Tudo indica, com este Verão, que a seca tende a piorar. O panorama agrava-se continuamente, 80% do território continental estão em situação de seca extrema, os restantes 20% em seca severa. O abastecimento de água é garantido por autotanques em 47 municípios, a agricultura sofre, a mortalidade de peixes nas albufeiras preocupa, poderá haver decréscimo da produção de electricidade. Nalguns sítios, paga-se a factura de o Inverno ter sido o mais seco dos últimos 100 anos.
O sétimo relatório quinzenal da seca em Portugal continental, divulgado ontem pela Comissão para a Seca 2005, refere esse agravamento como “esperado, considerando a época do ano”. O índice meteorológico de seca é calculado tendo em conta a precipitação, a temperatura do ar e a quantidade de água disponível no solo, e é previsível que não haja melhorias até ao final de Agosto.
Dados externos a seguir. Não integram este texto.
//! User CRUD operations and skill-set management.

use sqlx::SqlitePool;

use crate::error::{DatabaseError, Result};
use crate::models::{User, UserWithSkills};

/// Create a new user.
pub async fn create_user(pool: &SqlitePool, name: &str, email: &str) -> Result<User> {
    let result = sqlx::query(
        r#"
        INSERT INTO users (name, email)
        VALUES (?, ?)
        "#,
    )
    .bind(name)
    .bind(email)
    .execute(pool)
    .await
    .map_err(|e| {
        if let sqlx::Error::Database(ref db_err) = e {
            if db_err.is_unique_violation() {
                return DatabaseError::AlreadyExists {
                    entity: "User",
                    id: email.to_string(),
                };
            }
        }
        DatabaseError::Sqlx(e)
    })?;

    get_user(pool, result.last_insert_rowid()).await
}

/// Get a user by ID.
pub async fn get_user(pool: &SqlitePool, id: i64) -> Result<User> {
    sqlx::query_as::<_, User>(
        r#"
        SELECT id, name, email, status, created_at
        FROM users
        WHERE id = ?
        "#,
    )
    .bind(id)
    .fetch_optional(pool)
    .await?
    .ok_or_else(|| DatabaseError::NotFound {
        entity: "User",
        id: id.to_string(),
    })
}

/// Get a user by email.
pub async fn get_user_by_email(pool: &SqlitePool, email: &str) -> Result<User> {
    sqlx::query_as::<_, User>(
        r#"
        SELECT id, name, email, status, created_at
        FROM users
        WHERE email = ?
        "#,
    )
    .bind(email)
    .fetch_optional(pool)
    .await?
    .ok_or_else(|| DatabaseError::NotFound {
        entity: "User",
        id: email.to_string(),
    })
}

/// Update a user's basic info.
pub async fn update_user(pool: &SqlitePool, id: i64, name: &str, email: &str) -> Result<()> {
    let result = sqlx::query(
        r#"
        UPDATE users
        SET name = ?, email = ?
        WHERE id = ?
        "#,
    )
    .bind(name)
    .bind(email)
    .bind(id)
    .execute(pool)
    .await
    .map_err(|e| {
        if let sqlx::Error::Database(ref db_err) = e {
            if db_err.is_unique_violation() {
                return DatabaseError::AlreadyExists {
                    entity: "User",
                    id: email.to_string(),
                };
            }
        }
        DatabaseError::Sqlx(e)
    })?;

    if result.rows_affected() == 0 {
        return Err(DatabaseError::NotFound {
            entity: "User",
            id: id.to_string(),
        });
    }

    Ok(())
}

/// List all users.
pub async fn list_users(pool: &SqlitePool) -> Result<Vec<User>> {
    let users = sqlx::query_as::<_, User>(
        r#"
        SELECT id, name, email, status, created_at
        FROM users
        ORDER BY name
        "#,
    )
    .fetch_all(pool)
    .await?;

    Ok(users)
}

/// Count total users.
pub async fn count_users(pool: &SqlitePool) -> Result<i64> {
    let count = sqlx::query_scalar::<_, i64>(
        r#"
        SELECT COUNT(*) FROM users
        "#,
    )
    .fetch_one(pool)
    .await?;

    Ok(count)
}

/// Replace a user's offered and wanted skill sets.
///
/// The whole set is swapped out in one transaction, matching the
/// remove-then-insert contract of profile edits.
pub async fn replace_skills(
    pool: &SqlitePool,
    user_id: i64,
    offered: &[String],
    wanted: &[String],
) -> Result<()> {
    // Fails with NotFound before touching any rows.
    get_user(pool, user_id).await?;

    let mut tx = pool.begin().await?;

    sqlx::query("DELETE FROM user_skills WHERE user_id = ?")
        .bind(user_id)
        .execute(&mut *tx)
        .await?;

    for (direction, skills) in [("offered", offered), ("wanted", wanted)] {
        for skill in skills {
            sqlx::query(
                r#"
                INSERT OR IGNORE INTO user_skills (user_id, skill, direction)
                VALUES (?, ?, ?)
                "#,
            )
            .bind(user_id)
            .bind(skill)
            .bind(direction)
            .execute(&mut *tx)
            .await?;
        }
    }

    tx.commit().await?;
    Ok(())
}

/// Get a user together with their skill sets.
pub async fn get_user_with_skills(pool: &SqlitePool, id: i64) -> Result<UserWithSkills> {
    let user = get_user(pool, id).await?;
    let skills_offered = list_skills(pool, id, "offered").await?;
    let skills_wanted = list_skills(pool, id, "wanted").await?;

    Ok(UserWithSkills {
        user,
        skills_offered,
        skills_wanted,
    })
}

async fn list_skills(pool: &SqlitePool, user_id: i64, direction: &str) -> Result<Vec<String>> {
    let skills = sqlx::query_scalar::<_, String>(
        r#"
        SELECT skill
        FROM user_skills
        WHERE user_id = ? AND direction = ?
        ORDER BY skill
        "#,
    )
    .bind(user_id)
    .bind(direction)
    .fetch_all(pool)
    .await?;

    Ok(skills)
}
Ontem, por exemplo, o calor fez com que a Direcção-Geral da Saúde pusesse em alerta amarelo 11 distritos (Viana do Castelo, Vila Real, Bragança, Viseu, Castelo Branco, Santarém, Portalegre, Évora, Setúbal, Beja e Faro), situação que implica especiais cuidados, em particular com crianças, idosos e doentes crónicos.
Sem nos alongarmos em valores, basta referir, para mostrar o que se passa, duas notas extraídas do relatório “os valores em percentagem de água no solo em relação à capacidade de água utilizável pelas plantas em 15 de Julho eram inferiores em 30% em todo o território continental, valores muito inferiores aos valores médios para esta época do ano”; “na componente hidrológica do acompanhamento da situação de seca, regista-se um comportamento desfavorável em 33 das 35 estações de monitorização”.
Além da evidente secura dos solos, em todas as bacias hidrográficas, com excepção da do Ave, verificam-se armazenamentos abaixo da média. A situação mais gravosa ocorre na bacia do Mondego, onde se notam especialmente os efeitos da utilização intensiva das albufeiras.
Em termos de qualidade da água, a situação apresenta-se estável, no Norte e no Centro, havendo melhorias registadas na região Sul. Porém, há uma clara preocupação com o aumento da biomassa nas albufeiras, que se traduz pela morte de peixes e justifica uma série de intervenções. A falta de água, que obriga a abastecimento de redes por intermédio de autotanques num universo que implica cerca de 26 mil pessoas. As situações mais graves verificam-se no Algarve. Os municípios têm optado por medidas de contenção do consumo, das campanhas de sensibilização aos cortes sistemáticos.
Na agricultura, os principais problemas prendem-se com os cereais, e também a produção de electricidade está em causa, não só nos aproveitamentos hidroeléctricos mas, também, nas centrais termoeléctricas, que necessitam de água no processo produtivo.